DEUXIÈME DISCOURS SUR LE PSAUME 70

DEUXIÈME PARTIE DU PSAUME.

LA GRÂCE PAR LE CHRIST (SUITE).

L’orgueil nous a éloignés de Dieu, la fatigue nous y ramènera par la grâce, qui est un don gratuit et que n’a précédée en nous aucun mérite, car c’est de l’homme animal créé le premier, que nous vient la captivité, et dis second homme, ou de l’homme spirituel, la délivrance. Écoutons le Seigneur, et ne tuons point l’héritier.

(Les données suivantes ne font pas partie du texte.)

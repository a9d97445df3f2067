//! Integration tests for the PushbulletClient using mockito for HTTP mocking.

use mockito::{Matcher, Server};
use pushbullet_sms::domain::{PhoneFormat, PhoneNumber};
use pushbullet_sms::{ApiVariant, PushbulletClient, TransportError};
use serde_json::json;

fn ten_digit(values: &[&str]) -> Vec<PhoneNumber> {
    values
        .iter()
        .map(|v| PhoneNumber::parse(*v, PhoneFormat::TenDigit).unwrap())
        .collect()
}

fn client_for(server: &Server, variant: ApiVariant) -> PushbulletClient {
    PushbulletClient::with_base_url(
        server.url(),
        "test-api-key".to_string(),
        "device-1".to_string(),
        variant,
    )
}

#[test]
fn test_send_sms_create_text() {
    let mut server = Server::new();

    let mock = server
        .mock("POST", "/v3/create-text")
        .match_header("authorization", "Basic test-api-key")
        .match_header("api-version", "2014-05-07")
        .match_header("content-type", "application/json")
        .match_body(Matcher::PartialJson(json!({
            "data": {
                "target_device_iden": "device-1",
                "addresses": ["5555555551", "5555555552"],
                "message": "meeting moved to 3pm"
            }
        })))
        .with_status(200)
        .with_header("content-type", "application/json")
        .with_body(r#"{"iden": "ujxPklLhvyKsjAvkMyTVh2"}"#)
        .create();

    let client = client_for(&server, ApiVariant::CreateText);
    let id = client
        .send_sms(
            &ten_digit(&["5555555551", "5555555552"]),
            "meeting moved to 3pm",
        )
        .unwrap();

    mock.assert();
    assert_eq!(id.as_str(), "ujxPklLhvyKsjAvkMyTVh2");
}

#[test]
fn test_send_sms_includes_request_guid() {
    let mut server = Server::new();

    // the guid is a 22-char hex idempotency token, fresh per request
    let mock = server
        .mock("POST", "/v3/create-text")
        .match_body(Matcher::Regex(r#""guid":"[0-9a-f]{22}""#.to_string()))
        .with_status(200)
        .with_header("content-type", "application/json")
        .with_body(r#"{"iden": "iden-1"}"#)
        .create();

    let client = client_for(&server, ApiVariant::CreateText);
    client.send_sms(&ten_digit(&["5555555551"]), "hi").unwrap();

    mock.assert();
}

#[test]
fn test_send_sms_texts_v2() {
    let mut server = Server::new();

    let mock = server
        .mock("POST", "/v2/texts")
        .match_header("access-token", "test-api-key")
        .match_body(Matcher::PartialJson(json!({
            "data": {
                "target_device_iden": "device-1",
                "addresses": ["+15555555551"],
                "message": "hi"
            }
        })))
        .with_status(200)
        .with_header("content-type", "application/json")
        .with_body(r#"{"iden": "iden-2"}"#)
        .create();

    let client = client_for(&server, ApiVariant::TextsV2);
    let number = PhoneNumber::parse("+15555555551", PhoneFormat::E164).unwrap();
    let id = client.send_sms(&[number], "hi").unwrap();

    mock.assert();
    assert_eq!(id.as_str(), "iden-2");
}

#[test]
fn test_send_sms_web_client() {
    let mut server = Server::new();

    let mock = server
        .mock("POST", "/v3/create-text")
        .match_header("authorization", "Basic test-api-key")
        .match_header("x-user-agent", "Pushbullet Website 162")
        .match_header("origin", "https://www.pushbullet.com")
        .with_status(200)
        .with_header("content-type", "application/json")
        .with_body(r#"{"iden": "iden-3"}"#)
        .create();

    let client = client_for(&server, ApiVariant::WebClient);
    let id = client.send_sms(&ten_digit(&["5555555551"]), "hi").unwrap();

    mock.assert();
    assert_eq!(id.as_str(), "iden-3");
}

#[test]
fn test_send_sms_unauthorized() {
    let mut server = Server::new();

    let mock = server
        .mock("POST", "/v3/create-text")
        .with_status(401)
        .with_body(r#"{"error": {"message": "invalid access token"}}"#)
        .create();

    let client = client_for(&server, ApiVariant::CreateText);
    let result = client.send_sms(&ten_digit(&["5555555551"]), "hi");

    mock.assert();
    match result {
        Err(TransportError::Unauthorized) => {}
        other => panic!("Expected Unauthorized error, got: {:?}", other),
    }
}

#[test]
fn test_send_sms_server_error_captures_body() {
    let mut server = Server::new();

    let mock = server
        .mock("POST", "/v3/create-text")
        .with_status(503)
        .with_body("upstream unavailable")
        .create();

    let client = client_for(&server, ApiVariant::CreateText);
    let result = client.send_sms(&ten_digit(&["5555555551"]), "hi");

    mock.assert();
    match result {
        Err(TransportError::ApiError { status, message }) => {
            assert_eq!(status, 503);
            assert!(message.contains("upstream unavailable"));
        }
        other => panic!("Expected ApiError, got: {:?}", other),
    }
}

#[test]
fn test_send_sms_malformed_response() {
    let mut server = Server::new();

    let mock = server
        .mock("POST", "/v3/create-text")
        .with_status(200)
        .with_header("content-type", "application/json")
        .with_body("not json at all")
        .create();

    let client = client_for(&server, ApiVariant::CreateText);
    let result = client.send_sms(&ten_digit(&["5555555551"]), "hi");

    mock.assert();
    match result {
        Err(TransportError::JsonError(_)) => {}
        other => panic!("Expected JsonError, got: {:?}", other),
    }
}

#[test]
fn test_send_sms_empty_iden_rejected() {
    let mut server = Server::new();

    let mock = server
        .mock("POST", "/v3/create-text")
        .with_status(200)
        .with_header("content-type", "application/json")
        .with_body(r#"{"iden": ""}"#)
        .create();

    let client = client_for(&server, ApiVariant::CreateText);
    let result = client.send_sms(&ten_digit(&["5555555551"]), "hi");

    mock.assert();
    assert!(result.is_err());
}
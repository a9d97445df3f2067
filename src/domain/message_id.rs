//! MessageId value object.

use super::errors::ValidationError;
use serde::{Deserialize, Deserializer, Serialize, Serializer};
use std::fmt;

/// A type-safe wrapper for the opaque message identifier (`iden`) the vendor
/// returns for a sent message.
///
/// # Example
///
/// ```
/// use pushbullet_sms::domain::MessageId;
///
/// let id = MessageId::new("ujxPklLhvyKsjAvkMyTVh2").unwrap();
/// assert_eq!(id.as_str(), "ujxPklLhvyKsjAvkMyTVh2");
/// ```
#[derive(Debug, Clone, PartialEq, Eq, Hash)]
pub struct MessageId(String);

impl MessageId {
    /// Create a new MessageId, validating that it's not empty.
    ///
    /// # Errors
    ///
    /// Returns `ValidationError::EmptyMessageId` if the provided id is empty.
    pub fn new(id: impl Into<String>) -> Result<Self, ValidationError> {
        let id = id.into();
        if id.is_empty() {
            return Err(ValidationError::EmptyMessageId);
        }
        Ok(Self(id))
    }

    /// Get the id as a string slice.
    pub fn as_str(&self) -> &str {
        &self.0
    }

    /// Convert into the underlying String.
    pub fn into_inner(self) -> String {
        self.0
    }
}

// Serde support - serialize as string
impl Serialize for MessageId {
    fn serialize<S>(&self, serializer: S) -> Result<S::Ok, S::Error>
    where
        S: Serializer,
    {
        self.0.serialize(serializer)
    }
}

// Serde support - deserialize from string with validation
impl<'de> Deserialize<'de> for MessageId {
    fn deserialize<D>(deserializer: D) -> Result<Self, D::Error>
    where
        D: Deserializer<'de>,
    {
        let s = String::deserialize(deserializer)?;
        MessageId::new(s).map_err(serde::de::Error::custom)
    }
}

// Display support
impl fmt::Display for MessageId {
    fn fmt(&self, f: &mut fmt::Formatter<'_>) -> fmt::Result {
        write!(f, "{}", self.0)
    }
}
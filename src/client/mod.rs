//! HTTP client for the Pushbullet REST API.
//!
//! This module provides a synchronous HTTP client that can be used from
//! async contexts via `tokio::task::spawn_blocking` (see [`async_wrapper`]).
//! The vendor exposes the same SMS endpoint under three incompatible wire
//! protocols; all three carry an identical JSON body and differ only in
//! endpoint path and header set, so they are one client parameterized by
//! [`ApiVariant`] rather than three near-duplicate code paths.

mod async_wrapper;
pub use async_wrapper::{AsyncPushbulletTransport, SmsTransport};

use crate::config::Config;
use crate::domain::{MessageId, PhoneFormat, PhoneNumber};
use crate::error::{TransportError, TransportResult};
use serde::{Deserialize, Serialize};
use std::fmt;
use std::str::FromStr;
use std::sync::Arc;
use std::time::Duration;
use uuid::Uuid;

/// `Api-Version` header value the vendor's non-token protocols require.
const API_VERSION_DATE: &str = "2014-05-07";

/// Extra headers the vendor's own web client sends; the `web-client` variant
/// mimics a browser session on top of Basic authorization.
const WEB_CLIENT_HEADERS: &[(&str, &str)] = &[
    ("Accept", "*/*"),
    ("Accept-Language", "en-US,en;q=0.9"),
    ("Origin", "https://www.pushbullet.com"),
    ("Referer", "https://www.pushbullet.com/"),
    ("Sec-Fetch-Dest", "empty"),
    ("Sec-Fetch-Mode", "cors"),
    ("Sec-Fetch-Site", "same-site"),
    (
        "User-Agent",
        "Mozilla/5.0 (Windows NT 10.0; Win64; x64) AppleWebKit/537.36 (KHTML, like Gecko) Chrome/117.0.0.0 Safari/537.36",
    ),
    ("X-User-Agent", "Pushbullet Website 162"),
];

/// Which of the vendor's wire protocols to speak.
#[derive(Debug, Clone, Copy, PartialEq, Eq, Default)]
pub enum ApiVariant {
    /// POST `/v3/create-text` with Basic authorization.
    #[default]
    CreateText,

    /// POST `/v2/texts` with an `Access-Token` header.
    TextsV2,

    /// POST `/v3/create-text` with the header set the vendor's web client
    /// sends.
    WebClient,
}

impl ApiVariant {
    /// Endpoint path, relative to the API base URL.
    pub fn path(&self) -> &'static str {
        match self {
            Self::CreateText | Self::WebClient => "/v3/create-text",
            Self::TextsV2 => "/v2/texts",
        }
    }

    /// The phone-number format this wire protocol natively expects.
    pub fn native_phone_format(&self) -> PhoneFormat {
        match self {
            Self::TextsV2 => PhoneFormat::E164,
            Self::CreateText | Self::WebClient => PhoneFormat::TenDigit,
        }
    }
}

impl fmt::Display for ApiVariant {
    fn fmt(&self, f: &mut fmt::Formatter<'_>) -> fmt::Result {
        match self {
            Self::CreateText => write!(f, "create-text"),
            Self::TextsV2 => write!(f, "texts-v2"),
            Self::WebClient => write!(f, "web-client"),
        }
    }
}

impl FromStr for ApiVariant {
    type Err = String;

    fn from_str(value: &str) -> Result<Self, Self::Err> {
        match value {
            "create-text" => Ok(Self::CreateText),
            "texts-v2" => Ok(Self::TextsV2),
            "web-client" => Ok(Self::WebClient),
            other => Err(format!(
                "Unrecognized API variant {:?} (expected create-text, texts-v2, or web-client)",
                other
            )),
        }
    }
}

/// Payload of one SMS send request. Identical across all wire variants.
#[derive(Debug, Serialize)]
struct SmsRequestData<'a> {
    target_device_iden: &'a str,
    addresses: Vec<&'a str>,
    message: &'a str,
    guid: String,
}

#[derive(Debug, Serialize)]
struct SendSmsRequest<'a> {
    data: SmsRequestData<'a>,
}

/// Body of a successful send response.
#[derive(Debug, Deserialize)]
struct SendSmsResponse {
    iden: MessageId,
}

/// Per-request idempotency token: a hyphen-less UUIDv4 truncated to the
/// 22 characters the vendor accepts.
fn request_guid() -> String {
    let mut guid = Uuid::new_v4().simple().to_string();
    guid.truncate(22);
    guid
}

/// Synchronous HTTP client for the Pushbullet SMS endpoint.
///
/// The `ureq` agent (connection pool) is created once and shared behind an
/// `Arc`; cloning the client is cheap and every clone drives the same pool,
/// which is safe for concurrent use.
#[derive(Clone)]
pub struct PushbulletClient {
    /// API base URL
    base_url: String,

    /// Access token for authentication
    api_key: String,

    /// `iden` of the device that relays the SMS messages
    device_iden: String,

    /// Wire protocol to speak
    variant: ApiVariant,

    /// HTTP client agent
    agent: Arc<ureq::Agent>,
}

impl PushbulletClient {
    /// Create a new PushbulletClient from configuration.
    pub fn new(config: &Config) -> Self {
        let agent = ureq::AgentBuilder::new()
            .timeout(Duration::from_secs(config.request_timeout))
            .build();

        Self {
            base_url: config.api_url.clone(),
            api_key: config.api_key.clone(),
            device_iden: config.device_iden.clone(),
            variant: config.api_variant,
            agent: Arc::new(agent),
        }
    }

    /// Create a client with a custom base URL (useful for testing).
    #[doc(hidden)]
    pub fn with_base_url(
        base_url: String,
        api_key: String,
        device_iden: String,
        variant: ApiVariant,
    ) -> Self {
        let agent = ureq::AgentBuilder::new()
            .timeout(Duration::from_secs(10))
            .build();

        Self {
            base_url,
            api_key,
            device_iden,
            variant,
            agent: Arc::new(agent),
        }
    }

    /// Build the endpoint URL for the active variant.
    fn build_url(&self) -> String {
        let base = self.base_url.trim_end_matches('/');
        format!("{}{}", base, self.variant.path())
    }

    /// Apply the active variant's authentication and protocol headers.
    fn apply_headers(&self, request: ureq::Request) -> ureq::Request {
        match self.variant {
            ApiVariant::CreateText => request
                .set("Authorization", &format!("Basic {}", self.api_key))
                .set("Accept", "*/*")
                .set("Api-Version", API_VERSION_DATE)
                .set("Content-Type", "application/json"),
            ApiVariant::TextsV2 => request.set("Access-Token", &self.api_key),
            ApiVariant::WebClient => {
                let mut request = request
                    .set("Authorization", &format!("Basic {}", self.api_key))
                    .set("Api-Version", API_VERSION_DATE)
                    .set("Content-Type", "application/json");
                for (name, value) in WEB_CLIENT_HEADERS {
                    request = request.set(name, value);
                }
                request
            }
        }
    }

    /// Send an SMS message to the given phone numbers.
    ///
    /// Multiple numbers are delivered by the vendor as a single GROUP
    /// message, not as individual texts. Returns the `iden` of the sent
    /// message.
    pub fn send_sms(
        &self,
        phone_numbers: &[PhoneNumber],
        message: &str,
    ) -> TransportResult<MessageId> {
        if phone_numbers.is_empty() {
            return Err(TransportError::InvalidRequest(
                "at least one phone number is required".to_string(),
            ));
        }

        let url = self.build_url();
        let request = SendSmsRequest {
            data: SmsRequestData {
                target_device_iden: &self.device_iden,
                addresses: phone_numbers.iter().map(PhoneNumber::as_str).collect(),
                message,
                guid: request_guid(),
            },
        };

        tracing::debug!(
            variant = %self.variant,
            recipients = phone_numbers.len(),
            "POST {}",
            url
        );

        let response = self
            .apply_headers(self.agent.post(&url))
            .send_json(&request)
            .map_err(|e| self.map_error(e))?;

        let body = response
            .into_string()
            .map_err(|e| TransportError::HttpError(e.to_string()))?;
        let parsed: SendSmsResponse = serde_json::from_str(&body)?;

        Ok(parsed.iden)
    }

    /// Map a ureq error to a TransportError.
    fn map_error(&self, error: ureq::Error) -> TransportError {
        match error {
            ureq::Error::Status(code, response) => {
                let message = response
                    .into_string()
                    .unwrap_or_else(|_| "Unknown error".to_string());

                match code {
                    401 => TransportError::Unauthorized,
                    _ => TransportError::ApiError {
                        status: code,
                        message,
                    },
                }
            }
            ureq::Error::Transport(transport) => {
                if transport.kind() == ureq::ErrorKind::ConnectionFailed {
                    TransportError::HttpError("Connection failed".to_string())
                } else if transport.kind() == ureq::ErrorKind::Io {
                    TransportError::Timeout
                } else {
                    TransportError::HttpError(transport.to_string())
                }
            }
        }
    }
}
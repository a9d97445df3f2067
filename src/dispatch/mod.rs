//! Concurrent fan-out of one send per resolved group.

use crate::client::SmsTransport;
use crate::domain::MessageId;
use crate::error::TransportError;
use crate::roster::ResolvedGroup;
use futures::future;
use std::sync::Arc;

/// Per-group outcome: the vendor's identifier for the sent message, or the
/// captured failure for that group alone.
pub type DispatchResult = Result<MessageId, TransportError>;

/// Fans one send per group out over a shared transport and joins on all of
/// them before returning.
///
/// There is no inter-request coordination and no shared mutable state: each
/// group's future builds its own request against an `Arc` clone of the
/// transport handle, which is released on every exit path when the futures
/// drop.
pub struct Dispatcher {
    transport: Arc<dyn SmsTransport>,
}

impl Dispatcher {
    pub fn new(transport: Arc<dyn SmsTransport>) -> Self {
        Self { transport }
    }

    /// Send `message` to every group concurrently.
    ///
    /// The returned vector is index-aligned with `groups`: exactly one entry
    /// per group, in input order, whatever the completion order was. A
    /// failed send is captured as that entry's error and neither cancels nor
    /// delays the sibling requests; there is no retry.
    pub async fn dispatch(&self, message: &str, groups: &[ResolvedGroup]) -> Vec<DispatchResult> {
        let sends = groups.iter().map(|group| {
            let transport = Arc::clone(&self.transport);
            async move {
                let result = transport.send_group_message(group.numbers(), message).await;
                match &result {
                    Ok(id) => {
                        tracing::debug!(group = group.name(), iden = %id, "send succeeded")
                    }
                    Err(error) => tracing::error!(group = group.name(), %error, "send failed"),
                }
                result
            }
        });

        future::join_all(sends).await
    }
}
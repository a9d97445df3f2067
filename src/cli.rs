//! Command-line surface: argument parsing, the confirmation gate, and the
//! console report.
//!
//! Rendering goes to stdout; logging stays on stderr. The confirmation gate
//! sits between resolution and dispatch, so declining it means no network
//! activity at all.

use crate::client::{AsyncPushbulletTransport, PushbulletClient, SmsTransport};
use crate::config::Config;
use crate::dispatch::{DispatchResult, Dispatcher};
use crate::roster::{resolve, ResolvedGroup, Roster};
use anyhow::Context;
use clap::Parser;
use std::fs;
use std::io::{self, BufRead, Write};
use std::path::PathBuf;
use std::process::ExitCode;
use std::sync::Arc;

/// Send one SMS message to groups of recipients through Pushbullet.
#[derive(Debug, Parser)]
#[command(name = "pushbullet-sms", version, about)]
pub struct Args {
    /// Path to a JSON file specifying recipient groups
    #[arg(short, long, required_unless_present = "print_example")]
    pub recipients: Option<PathBuf>,

    /// Message text to send
    #[arg(short, long, conflicts_with = "message_file")]
    pub message: Option<String>,

    /// Path to a plain text file containing the message to send
    #[arg(short = 'f', long)]
    pub message_file: Option<PathBuf>,

    /// Print an example recipients document and exit
    #[arg(long)]
    pub print_example: bool,

    /// Enable debug logging
    #[arg(short, long)]
    pub verbose: bool,
}

/// Read the message body from the arguments.
fn load_message(args: &Args) -> anyhow::Result<String> {
    match (&args.message, &args.message_file) {
        (Some(text), None) => Ok(text.clone()),
        (None, Some(path)) => fs::read_to_string(path)
            .with_context(|| format!("Failed to read message file {}", path.display())),
        _ => anyhow::bail!("Either --message or --message-file is required"),
    }
}

/// Ask for confirmation; only `y`/`yes` (case-insensitive, trimmed)
/// proceeds.
pub fn confirm(input: &mut impl BufRead) -> io::Result<bool> {
    print!("Would you like to send? (y/N): ");
    io::stdout().flush()?;

    let mut line = String::new();
    input.read_line(&mut line)?;
    Ok(matches!(line.trim().to_lowercase().as_str(), "y" | "yes"))
}

fn render_preview(message: &str, groups: &[ResolvedGroup]) {
    println!("----- MESSAGE -----");
    println!("{}", message);
    println!("----- RECIPIENTS -----");
    for group in groups {
        println!("{}: {}", group.name(), group.numbers_joined());
    }
    println!("{}", "-".repeat(20));
}

fn render_results(groups: &[ResolvedGroup], results: &[DispatchResult]) {
    println!("----- RESULTS -----");
    for (group, result) in groups.iter().zip(results) {
        println!("{}:", group.name());
        println!("  phone numbers: {}", group.numbers_joined());
        match result {
            Ok(id) => println!("  result: {}", id),
            Err(error) => println!("  result: ERROR: {}", error),
        }
    }
}

/// Run the bulk send end to end.
///
/// The exit status is success only if the run was aborted cleanly or every
/// group's send succeeded; any per-group failure yields a failure status
/// after all groups were attempted and reported.
pub async fn run(args: Args) -> anyhow::Result<ExitCode> {
    if args.print_example {
        println!("{}", Roster::example_json());
        return Ok(ExitCode::SUCCESS);
    }

    let config = Config::from_env()?;
    tracing::debug!(
        variant = %config.api_variant,
        phone_format = %config.phone_format,
        "configuration loaded"
    );

    let recipients_path = args
        .recipients
        .as_deref()
        .context("--recipients is required")?;
    let roster = Roster::load(recipients_path)
        .with_context(|| format!("Failed to load {}", recipients_path.display()))?;
    let groups = resolve(&roster, config.phone_format)?;
    let message = load_message(&args)?;

    render_preview(&message, &groups);

    let stdin = io::stdin();
    if !confirm(&mut stdin.lock())? {
        println!("ABORT");
        return Ok(ExitCode::SUCCESS);
    }

    println!("sending...");
    let client = PushbulletClient::new(&config);
    let transport: Arc<dyn SmsTransport> = Arc::new(AsyncPushbulletTransport::new(client));
    let dispatcher = Dispatcher::new(transport);
    let results = dispatcher.dispatch(&message, &groups).await;

    render_results(&groups, &results);

    if results.iter().any(|result| result.is_err()) {
        Ok(ExitCode::FAILURE)
    } else {
        Ok(ExitCode::SUCCESS)
    }
}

Dès notre jeunesse il nous a montré que nous sommes des déserteurs, que la grâce seule nous ramène comme le Prodigue, que depuis notre conversion, c’est encore lui qui est notre guide, car il est la voie, en dehors de laquelle nous uie pouvons marcher sans trouver la mort, puisqu’il est la vie. Et l’Église publiera jusqu’à la fin du monde la grâce du Christ, la délivrance par le Christ, les merveilles qui sont l’œuvre du Christ. L’homme a voulu être comme Dieu, et s’éloigner de Dieu, tandis qu’il ne peut être comme Dieu qu’en demeurant en lui. La défense de toucher à l’arbre de la science du bien et du mal était le moyen de maintenir l’homme dans une soumission qu’il voulut secouer, et en dehors de Dieu qui est le bien, il ne trouva qu’une profonde misère. Il ne revient à Dieu qu’en disant : « Qui est semblable à Dieu ? » Le Christ alors nous tire de l’abîme, une première fois en ressuscitant dans cette chair qu’il tient de nous ; une seconde fois, en nous donnant l’espérance de la résurrection ; une troisième fois, quand nous ressusciterons réellement. Chantons, et des lèvres et du cœur, sa justice qui se multiplie. Bénissons-le avec l’Église jusqu’à la fin des temps.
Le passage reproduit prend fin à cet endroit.